··· SUPPLIED MATERIAL

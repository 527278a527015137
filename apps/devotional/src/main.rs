mod cli;
mod commands;
mod config;
mod entries;
mod errors;
mod generation;
mod llm_client;
mod models;
mod passages;
mod storage;

use anyhow::Result;
use clap::Parser;
use tracing::{error, info};
use tracing_subscriber::{layer::SubscriberExt, util::SubscriberInitExt, EnvFilter};

use crate::cli::{Cli, Commands};
use crate::errors::PipelineError;

#[tokio::main]
async fn main() {
    // .env is optional; real environment variables win
    dotenvy::dotenv().ok();

    let cli = Cli::parse();
    init_tracing(cli.verbose);

    if let Err(e) = run(cli).await {
        let code = e
            .downcast_ref::<PipelineError>()
            .map(PipelineError::code)
            .unwrap_or("ERROR");
        error!(code, "{e:#}");
        std::process::exit(1);
    }
}

async fn run(cli: Cli) -> Result<()> {
    info!("devotional v{}", env!("CARGO_PKG_VERSION"));
    let paths = cli.paths();

    match cli.command {
        Commands::Generate { count } => commands::generate(&paths, count).await,
        Commands::Publish => commands::publish(&paths),
        Commands::Backfill => commands::backfill_registry(&paths),
    }
}

fn init_tracing(verbose: bool) {
    let level = if verbose { "debug" } else { "info" };
    tracing_subscriber::registry()
        .with(EnvFilter::try_from_default_env().unwrap_or_else(|_| {
            EnvFilter::new(format!("{}={}", env!("CARGO_PKG_NAME"), level))
        }))
        .with(tracing_subscriber::fmt::layer())
        .init();
}
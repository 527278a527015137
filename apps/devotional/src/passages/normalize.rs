//! Passage normalization and content addressing.
//!
//! Two quotations of the same text that differ only in capitalization, line
//! wrapping or punctuation must hash identically.

use sha2::{Digest, Sha256};

const ID_SLUG_MAX_CHARS: usize = 50;
const ID_HASH_CHARS: usize = 8;
const PREVIEW_CHARS: usize = 80;

fn is_word_char(c: char) -> bool {
    c.is_alphanumeric() || c == '_'
}

/// Canonical form of a passage:
/// 1. lowercase
/// 2. collapse whitespace runs (including newlines) to one space
/// 3. drop everything that is not a word character or a space
/// 4. trim, folding any space runs left behind by step 3
pub fn normalize(text: &str) -> String {
    let lowered = text.to_lowercase();
    let collapsed = lowered.split_whitespace().collect::<Vec<_>>().join(" ");
    let stripped: String = collapsed
        .chars()
        .filter(|c| is_word_char(*c) || *c == ' ')
        .collect();
    stripped.split_whitespace().collect::<Vec<_>>().join(" ")
}

/// Lowercase hex SHA-256 of already-normalized text.
pub fn hash_passage(normalized: &str) -> String {
    format!("{:x}", Sha256::digest(normalized.as_bytes()))
}

/// Readable registry id: `<author>-<source>-<year>` slug plus a short hash.
pub fn passage_id(author: &str, source: &str, source_year: Option<&str>, hash: &str) -> String {
    let joined = [Some(author), Some(source), source_year]
        .into_iter()
        .flatten()
        .filter(|s| !s.is_empty())
        .collect::<Vec<_>>()
        .join("-")
        .to_lowercase();

    let kept: String = joined
        .chars()
        .filter(|c| is_word_char(*c) || c.is_whitespace() || *c == '-')
        .collect();
    let slug: String = kept
        .split_whitespace()
        .collect::<Vec<_>>()
        .join("-")
        .chars()
        .take(ID_SLUG_MAX_CHARS)
        .collect();

    let short_hash = hash.get(..ID_HASH_CHARS).unwrap_or(hash);
    format!("{slug}-{short_hash}")
}

/// Single-line preview for the registry.
pub fn passage_preview(passage: &str) -> String {
    let head: String = passage.chars().take(PREVIEW_CHARS).collect();
    format!("{}...", head.replace('\n', " "))
}

#[cfg(test)]
mod tests {
    use super::*;

    #[test]
    fn test_normalize_collapses_case_whitespace_and_punctuation() {
        assert_eq!(normalize("Hello,  World!\n"), normalize("hello world"));
        assert_eq!(normalize("Hello,  World!\n"), "hello world");
    }

    #[test]
    fn test_normalize_line_wrapping_variants_match() {
        let poem = "Tyger Tyger, burning bright,\nIn the forests of the night;";
        let rewrapped = "TYGER tyger burning bright in\n   the forests of the night";
        assert_eq!(normalize(poem), normalize(rewrapped));
    }

    #[test]
    fn test_normalize_is_idempotent() {
        let samples = [
            "Hello,  World!\n",
            "a - b",
            "  “Quoted” — with dashes — and\ttabs  ",
            "snake_case stays; émigré keeps its letters",
            "",
            "!!!",
        ];
        for s in samples {
            let once = normalize(s);
            assert_eq!(normalize(&once), once, "input: {s:?}");
        }
    }

    #[test]
    fn test_normalize_keeps_unicode_letters() {
        assert_eq!(normalize("ΑΓΑΠΗ, φως."), "αγαπη φως");
    }

    #[test]
    fn test_normalize_punctuation_only_is_empty() {
        assert_eq!(normalize(" ... — !? "), "");
    }

    #[test]
    fn test_hash_is_deterministic_hex_sha256() {
        // sha256("hello world")
        assert_eq!(
            hash_passage("hello world"),
            "b94d27b9934d3e08a52e52d7da7dabfac484efe37a5380ee9088f7ace2efcde9"
        );
        assert_eq!(hash_passage("abc"), hash_passage("abc"));
        assert_ne!(hash_passage("abc"), hash_passage("abd"));
    }

    #[test]
    fn test_passage_id_slug() {
        let hash = "0123456789abcdef";
        assert_eq!(
            passage_id("Rainer Maria Rilke", "Letters to a Young Poet", Some("1929"), hash),
            "rainer-maria-rilke-letters-to-a-young-poet-1929-01234567"
        );
        assert_eq!(
            passage_id("Plato", "Phaedrus", Some("c. 370 BCE"), hash),
            "plato-phaedrus-c-370-bce-01234567"
        );
        assert_eq!(passage_id("Anon", "Song", None, hash), "anon-song-01234567");
    }

    #[test]
    fn test_passage_id_truncates_slug() {
        let long = "a".repeat(80);
        let id = passage_id(&long, "b", None, "ffffffffff");
        assert_eq!(id, format!("{}-ffffffff", "a".repeat(50)));
    }

    #[test]
    fn test_passage_preview_is_single_line() {
        assert_eq!(passage_preview("one\ntwo"), "one two...");
        let long = "x".repeat(100);
        assert_eq!(passage_preview(&long).len(), 83);
    }
}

······

Repeat exactly the lines above, starting with the first line of the records and finishing with the line holding "let paths = cli.paths();". Add no other line.

RESPONSE TO THIS TASK:
repository 527278a527015137
filename apps/devotional/src/main.rs
mod cli;
mod commands;
mod config;
mod entries;
mod errors;
mod generation;
mod llm_client;
mod models;
mod passages;
mod storage;

use anyhow::Result;
use clap::Parser;
use tracing::{error, info};
use tracing_subscriber::{layer::SubscriberExt, util::SubscriberInitExt, EnvFilter};

use crate::cli::{Cli, Commands};
use crate::errors::PipelineError;

#[tokio::main]
async fn main() {
    // .env is optional; real environment variables win
    dotenvy::dotenv().ok();

    let cli = Cli::parse();
    init_tracing(cli.verbose);

    if let Err(e) = run(cli).await {
        let code = e
            .downcast_ref::<PipelineError>()
            .map(PipelineError::code)
            .unwrap_or("ERROR");
        error!(code, "{e:#}");
        std::process::exit(1);
    }
}

async fn run(cli: Cli) -> Result<()> {
    info!("devotional v{}", env!("CARGO_PKG_VERSION"));
    let paths = cli.paths();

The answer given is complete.